Je jubile «Alors t'attends quoi? Le déluge?»

Monsieur l'intrus semble plus furieux que jamais. Il est resté le regard fixé sur moi, plein de haine. «On en reparlera, sois en sûre. Ne crois pas t'en tirer à si bon compte.» puis en s'adressant à Vincent «Profites en bien…» En mimant une révérence exagérée à l'extrême, il quitte les lieux en claquant la porte. C'est ça, casse toi pignouf.


Je me tourne vers Vincent. Je suis toujours énervée. Il m'explique qu'il croyait que c'était un petit ami ou un mari jaloux, puis l'histoire de l'argent sale… Il se sent péteux là. Ah, ça tient à son boulot et ses petits extras hein. Tu veux des extras, tu vas en avoir.

Je le pousse sur le lit et le déshabille…


La nuit a été torride. Vincent est le meilleur amant que j'ai eu depuis très longtemps et je compte bien le revoir. Pas simplement pour la baise. Le revoir tout court. Mais pour la baise aussi. Il est d'accord avec ça. Je fume une clope sur la terrasse de ma suite. La vue est magnifique. D'ici, je perçois les contours et frontières de la ville. Je n'ai pas pris le temps de visiter au-delà de mon petit quartier. Je n'en voyais ni l'intérêt ni la beauté mais après une nuit à prendre les coups de reins de Vincent encore et encore, malgré la taille de son sexe, sans parler de son doigté qui vont me valoir de rougir devant la femme de chambre qui va facilement deviner qu'il ne s'agit pas de problème d'incontinence, je suis là et nue sur la terrasse, mon bel étalon enroulé dans les draps à même le sol, ma délicieuse cigarette post orgasmes et je vois au loin un parc qui paraît magnifique, des étendues de sables et la mer, des falaises avec ce qui semble être des sentiers. Autant de lieux qui me donnent envie de rester un peu dans cette ville juste pour les découvrir avant de m'en aller. Pour en garder le meilleur et ne pas finir aigrie.

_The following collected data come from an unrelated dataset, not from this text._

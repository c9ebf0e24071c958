use crate::utils::error::{As3Error, Result};
use regex::Regex;
use std::collections::HashSet;
use std::hash::Hash;
use std::net::IpAddr;
use std::sync::OnceLock;
use url::Url;

/// AS3 object names: a letter first, then letters, digits, `_`, `.` or `-`.
const IDENTIFIER_PATTERN: &str = r"^[A-Za-z][0-9A-Za-z_.\-]*$";
const IDENTIFIER_MAX_LEN: usize = 190;

/// Property names AS3 gives meaning to inside ADC, Tenant and Application
/// objects. An object named like one of these collides with the property.
pub const RESERVED_IDENTIFIERS: &[&str] = &[
    "class",
    "schemaVersion",
    "id",
    "label",
    "remark",
    "updateMode",
    "controls",
    "constants",
    "template",
    "schemaOverlay",
    "enable",
    "defaultRouteDomain",
    "optimisticLockKey",
];

fn identifier_regex() -> Result<&'static Regex> {
    static IDENTIFIER_RE: OnceLock<std::result::Result<Regex, regex::Error>> = OnceLock::new();
    IDENTIFIER_RE
        .get_or_init(|| Regex::new(IDENTIFIER_PATTERN))
        .as_ref()
        .map_err(|e| As3Error::config(e.to_string()))
}

pub trait Validate {
    fn validate(&self) -> Result<()>;
}

pub fn validate_url(field_name: &str, url_str: &str) -> Result<()> {
    if url_str.is_empty() {
        return Err(As3Error::validation(field_name, "URL cannot be empty"));
    }

    match Url::parse(url_str) {
        Ok(url) => match url.scheme() {
            "http" | "https" => Ok(()),
            scheme => Err(As3Error::validation(
                field_name,
                format!("Unsupported URL scheme: {}", scheme),
            )),
        },
        Err(e) => Err(As3Error::validation(
            field_name,
            format!("Invalid URL format '{}': {}", url_str, e),
        )),
    }
}

pub fn validate_path(field_name: &str, path: &str) -> Result<()> {
    if path.is_empty() {
        return Err(As3Error::validation(field_name, "Path cannot be empty"));
    }

    if path.contains('\0') {
        return Err(As3Error::validation(field_name, "Path contains null bytes"));
    }

    Ok(())
}

pub fn validate_non_empty_string(field_name: &str, value: &str) -> Result<()> {
    if value.trim().is_empty() {
        return Err(As3Error::validation(
            field_name,
            "Value cannot be empty or whitespace-only",
        ));
    }
    Ok(())
}

pub fn validate_range<T: PartialOrd + std::fmt::Display + Copy>(
    field_name: &str,
    value: T,
    min: T,
    max: T,
) -> Result<()> {
    if value < min || value > max {
        return Err(As3Error::validation(
            field_name,
            format!("Value {} must be between {} and {}", value, min, max),
        ));
    }
    Ok(())
}

/// Narrows a raw port number to a TCP port, rejecting 0 and anything above 65535.
pub fn validate_port(field_name: &str, value: i64) -> Result<u16> {
    validate_range(field_name, value, 1, i64::from(u16::MAX))?;
    u16::try_from(value).map_err(|e| As3Error::validation(field_name, e.to_string()))
}

pub fn validate_ip(field_name: &str, value: &str) -> Result<IpAddr> {
    value.trim().parse::<IpAddr>().map_err(|_| {
        As3Error::validation(field_name, format!("'{}' is not a valid IP address", value))
    })
}

pub fn validate_identifier(field_name: &str, value: &str) -> Result<()> {
    validate_non_empty_string(field_name, value)?;

    if value.len() > IDENTIFIER_MAX_LEN {
        return Err(As3Error::validation(
            field_name,
            format!("'{}' is longer than {} characters", value, IDENTIFIER_MAX_LEN),
        ));
    }

    if !identifier_regex()?.is_match(value) {
        return Err(As3Error::validation(
            field_name,
            format!(
                "'{}' must start with a letter and contain only letters, digits, '_', '.' or '-'",
                value
            ),
        ));
    }

    if RESERVED_IDENTIFIERS.contains(&value) {
        return Err(As3Error::validation(
            field_name,
            format!("'{}' is a reserved AS3 property name", value),
        ));
    }
    Ok(())
}

/// Returns the first value that occurs more than once, in input order.
pub fn first_duplicate<'a, T, I>(values: I) -> Option<&'a T>
where
    T: Eq + Hash + 'a,
    I: IntoIterator<Item = &'a T>,
{
    let mut seen = HashSet::new();
    values.into_iter().find(|value| !seen.insert(*value))
}

#[cfg(test)]
mod tests {
    use super::*;

    #[test]
    fn test_validate_url() {
        assert!(validate_url("provider.server", "https://10.1.1.245").is_ok());
        assert!(validate_url("provider.server", "http://bigip.example.com:8443").is_ok());
        assert!(validate_url("provider.server", "").is_err());
        assert!(validate_url("provider.server", "10.1.1.245").is_err());
        assert!(validate_url("provider.server", "ftp://bigip.example.com").is_err());
    }

    #[test]
    fn test_validate_path() {
        assert!(validate_path("output", "rendered/ColNew.json").is_ok());
        assert!(validate_path("output", "").is_err());
        assert!(validate_path("output", "bad\0path").is_err());
    }

    #[test]
    fn test_validate_port_bounds() {
        assert_eq!(validate_port("vsport", 80).unwrap(), 80);
        assert_eq!(validate_port("vsport", 1).unwrap(), 1);
        assert_eq!(validate_port("vsport", 65535).unwrap(), 65535);
        assert!(validate_port("vsport", 0).is_err());
        assert!(validate_port("vsport", 70000).is_err());
        assert!(validate_port("vsport", -1).is_err());
    }

    #[test]
    fn test_validate_ip() {
        assert!(validate_ip("vsip", "10.39.2.1").is_ok());
        assert!(validate_ip("vsip", "2001:db8::10").is_ok());
        assert!(validate_ip("vsip", "10.39.2").is_err());
        assert!(validate_ip("vsip", "web").is_err());
    }

    #[test]
    fn test_validate_identifier() {
        assert!(validate_identifier("partition", "ColNew").is_ok());
        assert!(validate_identifier("pool_name", "web_pool").is_ok());
        assert!(validate_identifier("name", "app-1.v2").is_ok());
        assert!(validate_identifier("name", "").is_err());
        assert!(validate_identifier("name", "1web").is_err());
        assert!(validate_identifier("name", "web pool").is_err());
        assert!(validate_identifier("name", &"a".repeat(191)).is_err());
    }

    #[test]
    fn test_validate_identifier_rejects_reserved_names() {
        for reserved in RESERVED_IDENTIFIERS {
            let err = validate_identifier("name", reserved).unwrap_err();
            assert!(matches!(err, As3Error::ValidationError { ref message, .. } if message.contains("reserved")));
        }
        // 大小寫不同就不是保留字
        assert!(validate_identifier("name", "Class").is_ok());
        assert!(validate_identifier("name", "identity").is_ok());
    }

    #[test]
    fn test_first_duplicate() {
        let names = vec!["web".to_string(), "api".to_string(), "web".to_string()];
        assert_eq!(first_duplicate(&names).map(String::as_str), Some("web"));

        let unique = vec![1, 2, 3];
        assert_eq!(first_duplicate(&unique), None);
    }
}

Je pars me doucher et comme convenu, quand je reviens dans ma suite, Vincent a débarrassé le plancher en me laissant un petit mot doux. Oh c'est trop meugnon.

C'est l'heure pour moi de régler mes comptes. Gérald va prendre cher pour la scène qu'il a osé me faire et parler d'argent sale. Dire que je le croyais différent… Il disait lui même que je n'étais pas pourrie. Bullshit ouais. Et c'est chez lui que je compte les régler, et m'approprier sa zone de confort. Je l'appelle. Il décroche aussitôt. Il est de mauvais poil. Rien à foutre, pas mon problème. À dans 10 minutes.


J'entre sans frapper et m'assoies dans son fauteuil. Je pose mes godasses sur sa table basse si précieuse en espérant bien la salir. Tu m'as pris pour ta pute, y'en a pas ici, je bosse à l'œil, donc je vais me comporter comme une vraie salope.

Il commence à s'expliquer au calme et me rétorque qu'il ignorait mon côté bourgeoise friquée. Un comble monsieur blindé de thunes. Jaloux? J'ai quand-même bien l'intention de lui dire d'où vient ce fric, je ne suis pas du genre menteuse mais je veux le fin mot de sa version.

«Tu me suivais!» Ce n'est pas une question mais une affirmation. Il me répond «Oui». Oui? Oui et c'est tout?

Ah non c'est pas tout, il dit me suivre régulièrement. Beaucoup de personnes me souhaitent du mal, qu'il ne me l'apprend pas. Il sait que ça ne lui donne pas le droit de faire ça, que c'est malsain mais il ne veut pas qu'il m'arrive la même chose qu'à Magda et quand je suis partie de chez lui, il a aperçu Romane et il a flippé. À raison apparemment puisqu'il m'a retrouvé dans ma piaule chez elle, inconsciente, presque morte. Non… Te laisses pas embobiner!

J'écoute son récit à peine croyable. Pour commencer, il se pose en grand seigneur au secours de la gente damoiselle et Romane aurait tué Magda en faisant passer ça pour un suicide lié à une dépression post reconversion. Qu'elle n'est pas la première et que ça n'inquiète pas les flics puisque c'est monnaie courante. J'ai l'impression de vivre dans un autre monde là. Ça me paraît tellement gros, irréel. Allez abrège, j'ai mieux à faire que d'être prise pour une conne. Du taf à retrouver par exemple.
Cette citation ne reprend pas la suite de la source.